Totalization Agreement With Thailand
Capital tax – No payroll tax – The income tax is withheld by the employer and is generally paid monthly to the tax authorities. Property tax – The assessed rental value of real estate is taxed at 12.5%. Tax is deductible for calculating tax debt. Social contributions – Employers and employees must contribute 5% of the monthly earnings (up to 15,000 THB) to the employee (i.e. the monthly contribution limit is 15,000 THB 5% or THB 750). Stamp duty – Stamp duty is generally 0.1% for leases, work rentals, share/bond transfers, loans (limited to 10,000 THB), etc. Transfer tax – The gross proceeds of the real estate transfer are subject to a specific business tax of 3.3% (including a 10% communal tax), a withholding tax of 1% of the gross proceeds of the transfer and a starting tax of 2% of the valuation value. The specific business tax and transfer amount will be reduced to 0.11% and 0.1% for transfers made before the end of March 2010. Others – Foreign companies that operate in an international transport business and have an office in Thailand may be taxed as a percentage of gross product and not at normal corporate tax.
If you have any questions about international social security agreements, please contact the Office of International Social Security Programs at 410-965-3322 or 410-965-7306. However, do not call these numbers if you want to inquire about a right to an individual benefit.
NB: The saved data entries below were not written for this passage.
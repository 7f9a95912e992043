//! Generation Pipeline - Single Entry Point
//!
//! CRITICAL: run MUST validate before emitting. No bypass.
//! Nothing is written unless structural and quality-gate errors are both empty.

use chrono::{DateTime, Utc};
use serde::Serialize;
use serde_json::Value;
use std::fs;
use std::path::{Path, PathBuf};
use std::process::Command;
use thiserror::Error;
use tracing::{debug, info, warn};
use uuid::Uuid;

use crate::codegen::{backend_for, compile_page, BackendKind, CodegenError};
use crate::config::GeneratorConfig;
use crate::diagnostics::{format_report, ValidationReport};
use crate::emitted::validate_emitted_text;
use crate::hashing::{compute_output_hash, compute_spec_hash};
use crate::manifest::Manifest;
use crate::provider::{generate_spec, ProviderError, RetryPolicy, SpecProvider};
use crate::spec::PageSpec;
use crate::structure::{parse_page_spec, SchemaViolation};
use crate::validation::QualityGateEngine;
use crate::ENGINE_VERSION;

#[cfg(feature = "test-hooks")]
use std::sync::atomic::{AtomicU32, Ordering};

#[cfg(feature = "test-hooks")]
static VALIDATION_CALL_COUNT: AtomicU32 = AtomicU32::new(0);

#[cfg(feature = "test-hooks")]
pub fn get_validation_call_count() -> u32 {
    VALIDATION_CALL_COUNT.load(Ordering::SeqCst)
}

#[cfg(feature = "test-hooks")]
pub fn reset_validation_call_count() {
    VALIDATION_CALL_COUNT.store(0, Ordering::SeqCst);
}

#[derive(Debug, Error)]
pub enum PipelineError {
    #[error("Spec structure invalid: {}", join_violations(.0))]
    Structure(Vec<SchemaViolation>),

    #[error("Quality gates failed with {} error(s)", .0.errors.len())]
    QualityGate(ValidationReport),

    #[error(transparent)]
    Codegen(#[from] CodegenError),

    #[error("Failed to write {path}: {source}")]
    Io {
        path: PathBuf,
        #[source]
        source: std::io::Error,
    },

    #[error(transparent)]
    Provider(#[from] ProviderError),

    #[error("Serialization error: {0}")]
    Serialization(#[from] serde_json::Error),
}

fn join_violations(violations: &[SchemaViolation]) -> String {
    violations.iter().map(ToString::to_string).collect::<Vec<_>>().join("; ")
}

/// Where emitted source goes.
pub trait OutputSink: Send + Sync {
    /// Write the file once and return its path.
    fn write(&self, file_name: &str, contents: &str) -> Result<PathBuf, PipelineError>;
}

/// Writes into a directory, creating it if needed.
pub struct FsSink {
    out_dir: PathBuf,
}

impl FsSink {
    pub fn new(out_dir: impl Into<PathBuf>) -> Self {
        Self { out_dir: out_dir.into() }
    }
}

impl OutputSink for FsSink {
    fn write(&self, file_name: &str, contents: &str) -> Result<PathBuf, PipelineError> {
        fs::create_dir_all(&self.out_dir).map_err(|source| PipelineError::Io {
            path: self.out_dir.clone(),
            source,
        })?;
        let path = self.out_dir.join(file_name);
        fs::write(&path, contents).map_err(|source| PipelineError::Io {
            path: path.clone(),
            source,
        })?;
        Ok(path)
    }
}

#[derive(Debug, Error)]
pub enum FormatterError {
    #[error("Formatter command is empty")]
    EmptyCommand,

    #[error("Failed to run {program}: {source}")]
    Spawn {
        program: String,
        #[source]
        source: std::io::Error,
    },

    #[error("{program} exited with {status}")]
    Failed { program: String, status: String },
}

/// Rewrites a written file in place. Failure is reported as a warning.
pub trait Formatter: Send + Sync {
    fn format(&self, path: &Path) -> Result<(), FormatterError>;
}

/// Runs an external command with the file path as its last argument.
pub struct CommandFormatter {
    command: Vec<String>,
}

impl CommandFormatter {
    pub fn new(command: Vec<String>) -> Self {
        Self { command }
    }
}

impl Formatter for CommandFormatter {
    fn format(&self, path: &Path) -> Result<(), FormatterError> {
        let (program, args) = self.command.split_first().ok_or(FormatterError::EmptyCommand)?;
        let status = Command::new(program)
            .args(args)
            .arg(path)
            .status()
            .map_err(|source| FormatterError::Spawn {
                program: program.clone(),
                source,
            })?;
        if status.success() {
            Ok(())
        } else {
            Err(FormatterError::Failed {
                program: program.clone(),
                status: status.to_string(),
            })
        }
    }
}

/// One run's input: the raw spec plus per-run options.
#[derive(Debug, Clone)]
pub struct PipelineInput {
    pub spec: Value,
    pub backend: BackendKind,
    pub out_dir: PathBuf,
    pub validate_output: bool,
    pub format: bool,
}

impl PipelineInput {
    pub fn new(spec: Value, config: &GeneratorConfig) -> Self {
        Self {
            spec,
            backend: config.backend,
            out_dir: config.out_dir.clone(),
            validate_output: config.validate_output,
            format: config.format,
        }
    }

    pub fn with_backend(mut self, backend: BackendKind) -> Self {
        self.backend = backend;
        self
    }

    pub fn with_out_dir(mut self, out_dir: impl Into<PathBuf>) -> Self {
        self.out_dir = out_dir.into();
        self
    }
}

/// Record of a successful run.
#[derive(Debug, Clone, Serialize)]
pub struct GenerationOutcome {
    pub id: String,
    pub generated_at: DateTime<Utc>,
    pub engine_version: String,
    pub page: String,
    pub route: String,
    pub backend: BackendKind,
    pub path: PathBuf,
    pub spec_hash: String,
    pub output_hash: String,
    pub components: Vec<String>,
    pub quality: ValidationReport,
    /// Present when the emitted-text checks ran.
    pub emitted: Option<ValidationReport>,
    pub formatted: bool,
}

/// The generation pipeline - single entry point for spec to source
pub struct GenerationPipeline {
    manifest: Manifest,
    engine: QualityGateEngine,
    config: GeneratorConfig,
    formatter: Box<dyn Formatter>,
}

impl GenerationPipeline {
    pub fn new(manifest: Manifest) -> Self {
        Self::with_config(manifest, GeneratorConfig::default())
    }

    pub fn with_config(manifest: Manifest, config: GeneratorConfig) -> Self {
        let formatter = Box::new(CommandFormatter::new(config.formatter.clone()));
        Self {
            manifest,
            engine: QualityGateEngine::new(),
            config,
            formatter,
        }
    }

    pub fn with_formatter(mut self, formatter: Box<dyn Formatter>) -> Self {
        self.formatter = formatter;
        self
    }

    pub fn manifest(&self) -> &Manifest {
        &self.manifest
    }

    pub fn config(&self) -> &GeneratorConfig {
        &self.config
    }

    /// Input for `spec` with every option taken from configuration.
    pub fn input_for(&self, spec: Value) -> PipelineInput {
        PipelineInput::new(spec, &self.config)
    }

    /// Quality-gate validation of a parsed spec.
    ///
    /// This is the ONLY quality-gate entry point.
    pub fn validate(&self, spec: &PageSpec) -> ValidationReport {
        #[cfg(feature = "test-hooks")]
        VALIDATION_CALL_COUNT.fetch_add(1, Ordering::SeqCst);

        self.engine.validate_spec(spec, &self.manifest)
    }

    /// Structural and quality-gate validation, no emission.
    pub fn check(&self, raw: &Value) -> Result<ValidationReport, PipelineError> {
        let spec = parse_page_spec(raw).map_err(PipelineError::Structure)?;
        Ok(self.validate(&spec))
    }

    /// Validate, emit and write into `input.out_dir`.
    pub fn run(&self, input: &PipelineInput) -> Result<GenerationOutcome, PipelineError> {
        self.run_with_sink(input, &FsSink::new(&input.out_dir))
    }

    /// CRITICAL: validation always runs first. No bypass possible.
    pub fn run_with_sink(
        &self,
        input: &PipelineInput,
        sink: &dyn OutputSink,
    ) -> Result<GenerationOutcome, PipelineError> {
        let spec = parse_page_spec(&input.spec).map_err(|violations| {
            warn!(count = violations.len(), "Spec failed structural validation");
            PipelineError::Structure(violations)
        })?;
        info!(page = %spec.page, backend = %input.backend, "Generating page");

        let quality = self.validate(&spec);
        if !quality.is_valid {
            warn!(page = %spec.page, errors = quality.errors.len(), "Quality gates failed");
            return Err(PipelineError::QualityGate(quality));
        }
        if quality.has_warnings() {
            warn!(page = %spec.page, "Quality warnings:\n{}", format_report(&quality));
        }

        let backend = backend_for(input.backend, &self.config.data_layer);
        let generated = compile_page(backend.as_ref(), &spec, &self.manifest)?;
        let spec_hash = compute_spec_hash(&spec)?;
        let output_hash = compute_output_hash(generated.backend, &generated.source);

        let path = sink.write(&generated.file_name, &generated.source)?;
        info!(path = %path.display(), "Wrote page");

        let emitted = input.validate_output.then(|| {
            let report = validate_emitted_text(&generated.source, generated.backend);
            if !report.is_clean() {
                warn!(path = %path.display(), "Generated code findings:\n{}", format_report(&report));
            }
            report
        });

        let formatted = input.format && self.format_file(&path);

        Ok(GenerationOutcome {
            id: Uuid::new_v4().to_string(),
            generated_at: Utc::now(),
            engine_version: ENGINE_VERSION.to_string(),
            page: spec.page.clone(),
            route: spec.route.clone(),
            backend: generated.backend,
            path,
            spec_hash,
            output_hash,
            components: generated.components,
            quality,
            emitted,
            formatted,
        })
    }

    /// Ask `provider` for a spec, then run it with configured options.
    pub async fn run_from_prompt(
        &self,
        provider: &dyn SpecProvider,
        prompt: &str,
        policy: &RetryPolicy,
    ) -> Result<GenerationOutcome, PipelineError> {
        let spec = generate_spec(provider, prompt, policy).await?;
        self.run(&self.input_for(spec))
    }

    fn format_file(&self, path: &Path) -> bool {
        match self.formatter.format(path) {
            Ok(()) => {
                debug!(path = %path.display(), "Formatted");
                true
            }
            Err(err) => {
                warn!(path = %path.display(), error = %err, "Formatting failed");
                false
            }
        }
    }
}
The single-family home rule in U.S. agreements generally applies to workers whose interventions in the host country are expected to last 5 years or less. The 5-year limit for leave for exempt workers is much longer than the limit normally set by agreements in other countries. To qualify for benefits under the U.S. Social Security program, a worker must have earned enough work credits, known as insurance quarters, to meet the “insurance status requirements” specified. For example, a worker who turns 62 in 1991 or later generally needs 40 calendar terms to be insured for old age pensions.
As part of a totalization agreement, SSA accounts for periods of coverage acquired by the worker under the social security program of a contracting country when a worker has some U.S. insurance coverage but is not sufficient to qualify for benefits. Similarly, a country that is a party to an agreement with the United States takes into account a worker`s coverage under the U.S. program when it is required for that country`s social security benefits. If the combined credits in the two countries allow the worker to meet the eligibility requirements, a partial benefit may be paid depending on the proportion of the worker`s total career in the paying country.